---
title: "Loki Canary | Grafana Enterprise Logs documentation"
description: "Loki Canary Loki Canary is a standalone app that audits the log-capturing performance of a Grafana Loki cluster. Loki Canary generates artificial log lines. These log lines are sent to the Loki cluster. Loki Canary communicates with the Loki cluster to capture metrics about the artificial log lines, such that Loki Canary forms information about the performance of the Loki cluster. The information is available as Prometheus time series metrics."
---

> For a curated documentation index, see [llms.txt](/llms.txt). For the complete documentation index, see [llms-full.txt](/llms-full.txt).

# Loki Canary

Loki Canary is a standalone app that audits the log-capturing performance of a Grafana Loki cluster.

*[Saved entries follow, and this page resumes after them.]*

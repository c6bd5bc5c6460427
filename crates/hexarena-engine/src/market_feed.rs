//! Simulated price feed.
//!
//! Each fetch moves every asset by a uniform random step of up to
//! `volatility_percent` in either direction. Prices never drop below a
//! small floor.

use std::collections::BTreeMap;

use chrono::Utc;
use futures::future::{BoxFuture, FutureExt as _};
use hexarena_core::market::{MarketError, MarketSource, default_prices};
use hexarena_types::{Asset, MarketSnapshot};
use rand::rngs::StdRng;
use rand::{Rng, SeedableRng};
use tokio::sync::Mutex;
use tracing::debug;

const PRICE_FLOOR: f64 = 0.0001;

struct WalkState {
    rng: StdRng,
    prices: BTreeMap<Asset, f64>,
}

/// A seeded random-walk market.
pub struct RandomWalkMarket {
    state: Mutex<WalkState>,
    volatility_percent: f64,
}

impl RandomWalkMarket {
    /// A walk starting from the reference prices.
    pub fn new(seed: u64, volatility_percent: f64) -> Self {
        Self {
            state: Mutex::new(WalkState {
                rng: StdRng::seed_from_u64(seed),
                prices: default_prices(),
            }),
            volatility_percent: volatility_percent.abs(),
        }
    }
}

impl MarketSource for RandomWalkMarket {
    fn fetch_prices(&self) -> BoxFuture<'_, Result<MarketSnapshot, MarketError>> {
        async move {
            let mut state = self.state.lock().await;
            let WalkState { rng, prices } = &mut *state;
            for price in prices.values_mut() {
                let step = if self.volatility_percent > 0.0 {
                    rng.random_range(-self.volatility_percent..=self.volatility_percent)
                } else {
                    0.0
                };
                *price = (*price * (1.0 + step / 100.0)).max(PRICE_FLOOR);
            }
            debug!(prices = ?prices, "Market moved");
            Ok(MarketSnapshot {
                prices: prices.clone(),
                timestamp: Utc::now(),
            })
        }
        .boxed()
    }
}
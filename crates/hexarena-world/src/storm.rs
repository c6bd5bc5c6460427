//! Storm rings.
//!
//! The storm covers every tile whose distance from the center is at least
//! the phase's storm ring. A negative ring means no storm. Rings shrink
//! phase by phase, pushing survivors toward the cornucopia.

use hexarena_types::{HexCoord, PhaseName};

/// Storm ring for each phase: LOOT has none, then 3, 2, 1.
pub const fn storm_ring(phase: PhaseName) -> i32 {
    match phase {
        PhaseName::Loot => -1,
        PhaseName::Hunt => 3,
        PhaseName::Blood => 2,
        PhaseName::FinalStand => 1,
    }
}

/// Whether a coordinate is inside the storm for the given ring.
pub fn in_storm(coord: HexCoord, ring: i32) -> bool {
    u32::try_from(ring).is_ok_and(|ring| coord.ring() >= ring)
}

Loki Canary generates artificial log lines. These log lines are sent to the Loki cluster. Loki Canary communicates with the Loki cluster to capture metrics about the artificial log lines, such that Loki Canary forms information about the performance of the Loki cluster. The information is available as Prometheus time series metrics.

Loki Canary writes a log to a file and stores the timestamp in an internal array. The contents look something like this:

nohighlight ![Copy code to clipboard](/media/images/icons/icon-copy-small-2.svg) Copy

```nohighlight
1557935669096040040 ppppppppppppppppppppppppppppppppppppppppppppppppppppppppppp
```

The relevant part of the log entry is the timestamp; the `p`s are just filler bytes to make the size of the log configurable.

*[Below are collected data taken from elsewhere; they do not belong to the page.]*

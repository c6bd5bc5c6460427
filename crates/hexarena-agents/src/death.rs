//! Death causes, kill credit, and fallback final words.
//!
//! During an epoch the orchestrator records every HP loss in a
//! [`DamageLedger`]. When an agent is found dead after bleed, the ledger
//! names the cause (one source, or `multi` for several) and the agent
//! credited with the kill.

use std::collections::BTreeMap;

use hexarena_types::{AgentId, DeathCause};
use rand::Rng;
use rand::seq::IndexedRandom;

/// Where an HP loss came from.
#[derive(Debug, Clone, Copy, PartialEq, Eq, PartialOrd, Ord)]
pub enum DamageSource {
    /// A lost prediction.
    Prediction,
    /// An attack, a failed attack, or a defend cost.
    Combat,
    /// Bleed, storm or a trap.
    Environment,
}

impl DamageSource {
    const fn cause(self) -> DeathCause {
        match self {
            Self::Prediction => DeathCause::Prediction,
            Self::Combat => DeathCause::Combat,
            Self::Environment => DeathCause::Bleed,
        }
    }
}

/// Per-epoch record of HP losses.
#[derive(Debug, Clone, Default)]
pub struct DamageLedger {
    sources: BTreeMap<AgentId, Vec<DamageSource>>,
    /// Combat damage per victim, in the order it was dealt.
    combat: BTreeMap<AgentId, Vec<(AgentId, u32)>>,
}

impl DamageLedger {
    /// Create an empty ledger.
    pub fn new() -> Self {
        Self::default()
    }

    /// Record a loss. Zero amounts are ignored.
    pub fn record(&mut self, victim: AgentId, source: DamageSource, amount: u32) {
        if amount == 0 {
            return;
        }
        let sources = self.sources.entry(victim).or_default();
        if !sources.contains(&source) {
            sources.push(source);
        }
    }

    /// Record combat damage dealt by `dealer` to `victim`.
    pub fn record_combat(&mut self, victim: AgentId, dealer: AgentId, amount: u32) {
        if amount == 0 {
            return;
        }
        self.record(victim, DamageSource::Combat, amount);
        let dealt = self.combat.entry(victim).or_default();
        if let Some(entry) = dealt.iter_mut().find(|(id, _)| *id == dealer) {
            entry.1 = entry.1.saturating_add(amount);
        } else {
            dealt.push((dealer, amount));
        }
    }

    /// Cause of death for an agent. Falls back to bleed if nothing was
    /// recorded.
    pub fn cause_of(&self, victim: AgentId) -> DeathCause {
        match self.sources.get(&victim).map(Vec::as_slice) {
            Some([single]) => single.cause(),
            Some([_, _, ..]) => DeathCause::Multi,
            _ => DeathCause::Bleed,
        }
    }

    /// The agent that dealt the most combat damage to `victim` this epoch.
    ///
    /// Ties go to whoever dealt damage first.
    pub fn killer_of(&self, victim: AgentId) -> Option<AgentId> {
        let dealt = self.combat.get(&victim)?;
        let mut best: Option<(AgentId, u32)> = None;
        for &(dealer, amount) in dealt {
            if best.is_none_or(|(_, top)| amount > top) {
                best = Some((dealer, amount));
            }
        }
        best.map(|(id, _)| id)
    }
}

const PREDICTION_WORDS: &[&str] = &[
    "The chart said up. The chart lied.",
    "I should have hedged.",
    "Buy the dip, they said.",
];

const COMBAT_WORDS: &[&str] = &[
    "Well fought. Remember me.",
    "I never saw the blade coming.",
    "Tell them I went down swinging.",
];

const BLEED_WORDS: &[&str] = &[
    "Death by a thousand cuts.",
    "The storm takes us all in the end.",
    "I just ran out of time.",
];

const MULTI_WORDS: &[&str] = &[
    "Everything went wrong at once.",
    "The market, the blade, the storm. All of it.",
    "Nothing left to give.",
];

/// Every canned last line for `cause`.
pub const fn final_words_pool(cause: DeathCause) -> &'static [&'static str] {
    match cause {
        DeathCause::Prediction => PREDICTION_WORDS,
        DeathCause::Combat => COMBAT_WORDS,
        DeathCause::Bleed => BLEED_WORDS,
        DeathCause::Multi => MULTI_WORDS,
    }
}

/// A canned last line for an agent killed by `cause`.
pub fn fallback_final_words(cause: DeathCause, rng: &mut impl Rng) -> &'static str {
    final_words_pool(cause).choose(rng).copied().unwrap_or("...")
}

An agent (like Promtail) should be configured to read the log file and ship it to Loki.

Meanwhile, Loki Canary will open a WebSocket connection to Loki and will tail the logs it creates. When a log is received on the WebSocket, the timestamp in the log message is compared to the internal array.

If the received log is:

- The next in the array to be received, it is removed from the array and the (current time - log timestamp) is recorded in the `response_latency` histogram. This is the expected behavior for well behaving logs.
- Not the next in the array to be received, it is removed from the array, the response time is recorded in the `response_latency` histogram, and the `out_of_order_entries` counter is incremented.
- Not in the array at all, it is checked against a separate list of received logs to either increment the `duplicate_entries` counter or the `unexpected_entries` counter.

In the background, Loki Canary also runs a timer which iterates through all of the entries in the internal array. If any of the entries are older than the duration specified by the `-wait` flag (defaulting to 60s), they are removed from the array and the `websocket_missing_entries` counter is incremented. An additional query is then made directly to Loki for any missing entries to determine if they are truly missing or only missing from the WebSocket. If missing entries are not found in the direct query, the `missing_entries` counter is incremented.

### Additional Queries

#### Spot Check

Starting with version 1.6.0, the canary will spot check certain results over time to make sure they are present in Loki, this is helpful for testing the transition of inmemory logs in the ingester to the store to make sure nothing is lost.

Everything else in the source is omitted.